* [DATASET CONTENT]
>>>

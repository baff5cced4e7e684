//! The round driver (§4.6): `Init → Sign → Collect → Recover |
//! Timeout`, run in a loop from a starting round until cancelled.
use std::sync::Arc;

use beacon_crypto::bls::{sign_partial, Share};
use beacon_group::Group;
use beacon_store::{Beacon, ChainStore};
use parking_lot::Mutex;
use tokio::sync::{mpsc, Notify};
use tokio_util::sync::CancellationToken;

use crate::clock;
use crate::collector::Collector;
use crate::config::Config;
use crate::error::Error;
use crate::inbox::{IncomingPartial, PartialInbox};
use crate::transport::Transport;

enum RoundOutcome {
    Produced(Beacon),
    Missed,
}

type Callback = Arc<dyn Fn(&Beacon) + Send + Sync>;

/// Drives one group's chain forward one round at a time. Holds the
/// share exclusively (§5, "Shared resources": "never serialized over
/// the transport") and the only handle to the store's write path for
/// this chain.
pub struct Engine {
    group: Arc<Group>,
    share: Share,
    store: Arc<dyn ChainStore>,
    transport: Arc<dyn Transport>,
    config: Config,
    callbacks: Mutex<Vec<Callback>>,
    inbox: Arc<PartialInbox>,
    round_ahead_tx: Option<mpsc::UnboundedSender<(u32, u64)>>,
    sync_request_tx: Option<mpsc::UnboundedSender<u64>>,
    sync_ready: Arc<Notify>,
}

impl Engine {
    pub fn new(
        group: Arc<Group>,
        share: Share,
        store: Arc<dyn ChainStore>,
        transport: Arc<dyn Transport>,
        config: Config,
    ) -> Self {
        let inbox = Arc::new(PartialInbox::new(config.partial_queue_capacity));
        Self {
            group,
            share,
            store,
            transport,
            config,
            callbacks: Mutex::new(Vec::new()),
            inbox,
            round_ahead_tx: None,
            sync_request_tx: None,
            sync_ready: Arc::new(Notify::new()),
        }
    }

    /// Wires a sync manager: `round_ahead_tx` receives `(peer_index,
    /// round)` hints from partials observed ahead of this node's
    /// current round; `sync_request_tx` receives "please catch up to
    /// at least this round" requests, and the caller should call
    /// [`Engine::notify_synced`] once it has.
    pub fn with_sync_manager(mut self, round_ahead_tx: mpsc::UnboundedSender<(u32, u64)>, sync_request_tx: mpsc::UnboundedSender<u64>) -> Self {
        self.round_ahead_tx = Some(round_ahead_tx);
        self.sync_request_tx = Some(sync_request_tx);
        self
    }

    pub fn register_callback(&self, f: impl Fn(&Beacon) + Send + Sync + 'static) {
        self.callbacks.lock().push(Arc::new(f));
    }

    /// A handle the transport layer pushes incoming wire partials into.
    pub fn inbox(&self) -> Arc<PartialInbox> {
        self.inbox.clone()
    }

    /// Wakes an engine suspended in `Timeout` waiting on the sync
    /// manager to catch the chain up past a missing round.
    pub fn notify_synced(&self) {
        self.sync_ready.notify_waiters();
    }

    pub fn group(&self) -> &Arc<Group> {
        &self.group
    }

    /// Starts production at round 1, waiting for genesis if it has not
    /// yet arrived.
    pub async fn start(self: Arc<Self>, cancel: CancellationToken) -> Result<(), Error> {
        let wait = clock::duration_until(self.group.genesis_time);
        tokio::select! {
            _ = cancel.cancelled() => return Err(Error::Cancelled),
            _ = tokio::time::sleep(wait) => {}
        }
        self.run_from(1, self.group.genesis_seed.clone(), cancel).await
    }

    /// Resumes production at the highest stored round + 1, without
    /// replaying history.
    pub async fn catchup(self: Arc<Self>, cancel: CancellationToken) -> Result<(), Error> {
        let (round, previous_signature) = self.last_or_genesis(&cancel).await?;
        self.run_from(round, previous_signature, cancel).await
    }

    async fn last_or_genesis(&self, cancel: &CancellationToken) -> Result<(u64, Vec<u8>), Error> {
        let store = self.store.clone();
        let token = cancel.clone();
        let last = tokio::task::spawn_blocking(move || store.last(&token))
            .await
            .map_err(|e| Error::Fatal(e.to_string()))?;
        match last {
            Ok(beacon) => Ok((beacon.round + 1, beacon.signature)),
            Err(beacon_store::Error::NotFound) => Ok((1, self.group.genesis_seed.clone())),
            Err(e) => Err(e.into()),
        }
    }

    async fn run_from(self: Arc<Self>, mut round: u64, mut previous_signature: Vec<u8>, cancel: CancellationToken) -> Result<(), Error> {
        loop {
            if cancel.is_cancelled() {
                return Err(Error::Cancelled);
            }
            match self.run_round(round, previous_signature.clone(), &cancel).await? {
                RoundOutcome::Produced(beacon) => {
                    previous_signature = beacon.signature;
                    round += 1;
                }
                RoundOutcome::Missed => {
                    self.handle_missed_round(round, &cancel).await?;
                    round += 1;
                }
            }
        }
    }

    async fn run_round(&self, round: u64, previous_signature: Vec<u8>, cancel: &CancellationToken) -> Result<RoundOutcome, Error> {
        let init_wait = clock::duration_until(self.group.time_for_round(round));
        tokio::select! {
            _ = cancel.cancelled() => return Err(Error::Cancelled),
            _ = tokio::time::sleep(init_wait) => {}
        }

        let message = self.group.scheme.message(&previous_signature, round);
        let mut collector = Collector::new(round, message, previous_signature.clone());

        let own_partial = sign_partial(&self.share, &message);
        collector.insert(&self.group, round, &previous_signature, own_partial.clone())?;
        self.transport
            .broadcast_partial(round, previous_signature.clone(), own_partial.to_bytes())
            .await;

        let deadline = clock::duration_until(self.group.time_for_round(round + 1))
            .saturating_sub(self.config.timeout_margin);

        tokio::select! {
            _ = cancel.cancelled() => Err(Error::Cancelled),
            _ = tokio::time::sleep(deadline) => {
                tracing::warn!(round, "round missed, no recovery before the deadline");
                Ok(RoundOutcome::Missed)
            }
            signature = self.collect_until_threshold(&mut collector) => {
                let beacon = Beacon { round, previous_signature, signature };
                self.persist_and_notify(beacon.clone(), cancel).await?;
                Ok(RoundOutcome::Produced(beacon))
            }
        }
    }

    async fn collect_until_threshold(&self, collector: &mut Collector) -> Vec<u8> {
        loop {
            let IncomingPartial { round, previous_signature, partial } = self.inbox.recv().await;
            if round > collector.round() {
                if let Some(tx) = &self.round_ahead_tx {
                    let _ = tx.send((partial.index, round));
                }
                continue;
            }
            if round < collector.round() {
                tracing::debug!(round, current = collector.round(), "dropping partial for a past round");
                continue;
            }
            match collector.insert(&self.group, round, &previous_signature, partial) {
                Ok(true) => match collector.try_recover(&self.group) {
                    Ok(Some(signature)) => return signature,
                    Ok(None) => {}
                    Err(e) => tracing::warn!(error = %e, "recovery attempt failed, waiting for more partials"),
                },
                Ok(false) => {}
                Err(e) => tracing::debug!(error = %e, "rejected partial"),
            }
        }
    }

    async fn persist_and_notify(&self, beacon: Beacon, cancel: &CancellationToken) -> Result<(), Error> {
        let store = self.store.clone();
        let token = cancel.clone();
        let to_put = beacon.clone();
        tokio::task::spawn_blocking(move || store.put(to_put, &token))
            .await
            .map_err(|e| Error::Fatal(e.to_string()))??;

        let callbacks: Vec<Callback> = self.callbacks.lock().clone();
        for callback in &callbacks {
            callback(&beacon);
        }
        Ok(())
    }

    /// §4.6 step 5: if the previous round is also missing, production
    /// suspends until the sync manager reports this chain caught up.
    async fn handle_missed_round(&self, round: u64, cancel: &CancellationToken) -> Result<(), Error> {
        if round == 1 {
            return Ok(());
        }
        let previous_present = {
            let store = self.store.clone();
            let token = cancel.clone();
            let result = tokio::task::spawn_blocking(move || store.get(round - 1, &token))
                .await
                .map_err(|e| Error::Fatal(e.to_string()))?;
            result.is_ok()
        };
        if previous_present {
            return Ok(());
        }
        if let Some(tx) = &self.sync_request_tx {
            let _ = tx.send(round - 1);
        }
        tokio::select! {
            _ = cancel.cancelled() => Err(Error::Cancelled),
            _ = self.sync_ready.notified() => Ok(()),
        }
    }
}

<<<
>>>

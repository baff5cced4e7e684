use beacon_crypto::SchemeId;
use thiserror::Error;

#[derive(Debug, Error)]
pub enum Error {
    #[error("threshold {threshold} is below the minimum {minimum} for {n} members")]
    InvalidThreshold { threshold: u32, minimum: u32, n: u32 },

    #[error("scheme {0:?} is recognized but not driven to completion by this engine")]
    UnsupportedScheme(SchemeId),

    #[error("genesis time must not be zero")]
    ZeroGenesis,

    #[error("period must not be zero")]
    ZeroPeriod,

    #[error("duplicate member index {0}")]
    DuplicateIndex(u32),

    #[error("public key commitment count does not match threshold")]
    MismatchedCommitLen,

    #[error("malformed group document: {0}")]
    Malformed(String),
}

<<<
>>>

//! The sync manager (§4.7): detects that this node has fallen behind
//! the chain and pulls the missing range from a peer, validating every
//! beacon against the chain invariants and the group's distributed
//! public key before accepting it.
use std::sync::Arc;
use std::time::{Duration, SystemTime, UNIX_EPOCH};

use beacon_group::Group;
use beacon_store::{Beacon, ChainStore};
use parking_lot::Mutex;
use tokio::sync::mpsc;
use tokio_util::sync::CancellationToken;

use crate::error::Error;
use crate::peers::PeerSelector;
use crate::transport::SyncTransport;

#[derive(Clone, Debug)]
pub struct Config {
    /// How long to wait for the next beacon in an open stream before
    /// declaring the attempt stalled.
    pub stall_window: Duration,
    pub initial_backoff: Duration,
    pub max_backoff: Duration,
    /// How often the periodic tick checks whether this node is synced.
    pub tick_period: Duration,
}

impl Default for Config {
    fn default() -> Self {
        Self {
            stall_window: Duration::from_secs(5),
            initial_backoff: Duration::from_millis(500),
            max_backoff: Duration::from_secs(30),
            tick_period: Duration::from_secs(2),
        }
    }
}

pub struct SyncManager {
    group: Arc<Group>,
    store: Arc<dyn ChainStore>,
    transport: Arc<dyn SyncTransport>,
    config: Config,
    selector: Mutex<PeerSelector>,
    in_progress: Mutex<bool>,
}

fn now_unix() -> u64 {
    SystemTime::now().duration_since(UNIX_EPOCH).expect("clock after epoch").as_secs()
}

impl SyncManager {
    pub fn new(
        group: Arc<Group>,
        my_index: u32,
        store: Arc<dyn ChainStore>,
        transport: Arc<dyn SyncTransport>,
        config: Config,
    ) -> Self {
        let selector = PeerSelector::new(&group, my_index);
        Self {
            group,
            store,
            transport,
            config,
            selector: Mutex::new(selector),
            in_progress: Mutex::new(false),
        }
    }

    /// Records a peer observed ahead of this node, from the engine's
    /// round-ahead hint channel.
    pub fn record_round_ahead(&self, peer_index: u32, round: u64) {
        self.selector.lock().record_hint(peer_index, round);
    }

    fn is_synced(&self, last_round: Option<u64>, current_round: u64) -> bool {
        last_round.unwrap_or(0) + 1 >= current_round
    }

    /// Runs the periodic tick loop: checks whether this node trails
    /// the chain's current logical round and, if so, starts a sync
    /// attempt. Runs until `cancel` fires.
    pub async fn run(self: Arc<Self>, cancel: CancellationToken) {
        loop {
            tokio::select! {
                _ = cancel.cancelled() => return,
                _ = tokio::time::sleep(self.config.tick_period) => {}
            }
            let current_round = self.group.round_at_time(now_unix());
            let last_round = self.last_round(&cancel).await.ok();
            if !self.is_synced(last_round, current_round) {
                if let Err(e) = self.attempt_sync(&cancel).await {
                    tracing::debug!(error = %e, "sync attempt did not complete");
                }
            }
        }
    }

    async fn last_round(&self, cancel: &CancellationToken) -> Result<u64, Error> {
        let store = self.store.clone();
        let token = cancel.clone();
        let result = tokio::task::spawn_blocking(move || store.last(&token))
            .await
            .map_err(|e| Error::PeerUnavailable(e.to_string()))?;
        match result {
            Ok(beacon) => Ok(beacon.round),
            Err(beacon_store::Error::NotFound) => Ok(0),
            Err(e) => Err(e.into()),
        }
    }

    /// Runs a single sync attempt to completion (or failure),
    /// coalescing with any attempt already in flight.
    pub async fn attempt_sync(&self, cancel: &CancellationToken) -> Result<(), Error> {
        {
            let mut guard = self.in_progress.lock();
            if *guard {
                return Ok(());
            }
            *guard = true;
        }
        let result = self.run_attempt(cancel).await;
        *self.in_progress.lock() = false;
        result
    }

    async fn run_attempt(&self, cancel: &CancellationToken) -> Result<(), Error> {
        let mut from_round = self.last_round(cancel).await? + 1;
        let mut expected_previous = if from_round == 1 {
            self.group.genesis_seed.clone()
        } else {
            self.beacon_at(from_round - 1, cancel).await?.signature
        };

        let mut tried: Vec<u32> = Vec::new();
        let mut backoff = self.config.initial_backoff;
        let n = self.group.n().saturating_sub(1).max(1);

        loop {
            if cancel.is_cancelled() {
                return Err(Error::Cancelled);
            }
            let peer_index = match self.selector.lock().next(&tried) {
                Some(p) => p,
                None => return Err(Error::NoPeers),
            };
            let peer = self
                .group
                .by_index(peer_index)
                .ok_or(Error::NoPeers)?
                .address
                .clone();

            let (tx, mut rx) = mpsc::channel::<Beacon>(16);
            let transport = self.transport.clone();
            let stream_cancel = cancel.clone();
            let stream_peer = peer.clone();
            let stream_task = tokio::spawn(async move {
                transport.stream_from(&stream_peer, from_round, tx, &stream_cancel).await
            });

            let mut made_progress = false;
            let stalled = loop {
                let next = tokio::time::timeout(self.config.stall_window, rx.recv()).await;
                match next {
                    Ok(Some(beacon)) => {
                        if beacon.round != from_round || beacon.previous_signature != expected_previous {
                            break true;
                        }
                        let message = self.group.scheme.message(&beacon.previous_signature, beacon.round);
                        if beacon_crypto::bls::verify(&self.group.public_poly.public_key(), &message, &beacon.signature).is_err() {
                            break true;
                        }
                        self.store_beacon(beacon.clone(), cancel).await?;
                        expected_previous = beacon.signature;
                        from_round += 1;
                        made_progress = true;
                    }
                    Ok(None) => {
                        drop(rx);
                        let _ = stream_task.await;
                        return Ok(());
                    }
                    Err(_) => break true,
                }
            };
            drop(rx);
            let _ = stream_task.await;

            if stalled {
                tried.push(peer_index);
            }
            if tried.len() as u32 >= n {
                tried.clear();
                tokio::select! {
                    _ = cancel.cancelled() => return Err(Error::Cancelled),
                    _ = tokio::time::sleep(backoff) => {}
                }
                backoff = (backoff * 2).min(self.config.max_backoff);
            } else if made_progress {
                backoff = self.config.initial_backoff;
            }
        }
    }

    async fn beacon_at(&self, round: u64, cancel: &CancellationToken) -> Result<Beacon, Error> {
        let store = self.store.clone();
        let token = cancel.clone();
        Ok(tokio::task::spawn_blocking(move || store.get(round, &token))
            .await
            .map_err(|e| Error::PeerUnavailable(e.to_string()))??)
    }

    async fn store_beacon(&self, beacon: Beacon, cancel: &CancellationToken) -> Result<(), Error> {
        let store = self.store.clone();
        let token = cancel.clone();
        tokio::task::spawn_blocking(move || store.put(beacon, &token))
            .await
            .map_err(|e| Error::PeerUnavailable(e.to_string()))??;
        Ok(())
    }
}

<<<

* [TASK DETAILS]
Pull out all lines of the data with the string "channel".

* [RESULT OF THIS EXERCISE]
    /// round-ahead hint channel.
            let (tx, mut rx) = mpsc::channel::<Beacon>(16);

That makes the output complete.